In reflecting on the various pieces of this text and on the numerous commentaries I've read, what has most struck me has been vulnerability.

The Meditation in our bulletin this Sunday was:

"The Son of God, by becoming flesh, summoned us to the revolution of tenderness." - Pope Francis
This is from Pope Francis' Apostolic Exhortation entitled Evangelii Gaudium ("The Joy of the Gospel") -- paragraph 88, specifically; part of the section entitled "Yes to the new relationships brought by Christ."

I think he is overly dismissive of relationships mediated by the Internet/electronics, but I do appreciate his emphasis on social gospel and on being in full relationship with people, with all the messiness and challenge that entails.

He writes (emphasis mine):

88. The Christian ideal will always be a summons to overcome suspicion, habitual mistrust, fear of losing our privacy, all the defensive attitudes which today's world imposes on us. Many try to escape from others and take refuge in the comfort of their privacy or in a small circle of close friends, renouncing the realism of the social aspect of the Gospel. For just as some people want a purely spiritual Christ, without flesh and without the cross, they also want their interpersonal relationships provided by sophisticated equipment, by screens and systems which can be turned on and off on command. Meanwhile, the Gospel tells us constantly to run the risk of a face-to-face encounter with others, with their physical presence which challenges us, with their pain and their pleas, with their joy which infects us in our close and continuous interaction. True faith in the incarnate Son of God is inseparable from self-giving, from membership in the community, from service, from reconciliation with others. The Son of God, by becoming flesh, summoned us to the revolution of tenderness.
The Isaian prophecy about the wolf and the lamb etc. is about all of Creation living together in harmony, none hurting or destroying any. While we can't rewire carnivore biology, we can build relationships with those around us. We can reach out to those we have hurt, those we fear we might hurt or disappoint, those we fear might hurt or disappoint us, and even sometimes those who have hurt us (caveat: sometimes in this fallen world it's not safe to do so -- just as we likely wouldn't bring a bear onto our cattle farm, sometimes we need to maintain a safe distance from people who are toxic to us).

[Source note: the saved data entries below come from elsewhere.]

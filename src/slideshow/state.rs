#[derive(Debug, Clone, Copy, PartialEq, Eq)]
pub enum Direction {
    Forward,  // Incoming slide enters from the right
    Backward, // Incoming slide enters from the left
}

#[derive(Debug, Clone, Copy, PartialEq)]
pub enum TransitionState {
    Displaying { elapsed: f32 },                                       // Current slide at rest, autoplay timer running
    Transitioning { from: usize, direction: Direction, elapsed: f32 }, // Pushing `from` out for the current slide
}
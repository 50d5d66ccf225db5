pub mod input;
pub mod layout;
pub mod render;
pub mod text;

pub use layout::Layout;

Are there ways we can move out of our comfort zone, to be in fuller relationship with those around us, to bind up what is broken and build the world of God's longing?

Commenting on the Isaiah text, Melissa Bane Sevier writes:

All sides must have permission to hope. The weak need to be able to hope they will not be consumed by the powerful. The strong—and perhaps this is the more difficult type of hope—the strong need to be able to hope they do not need to consume another in order to prosper.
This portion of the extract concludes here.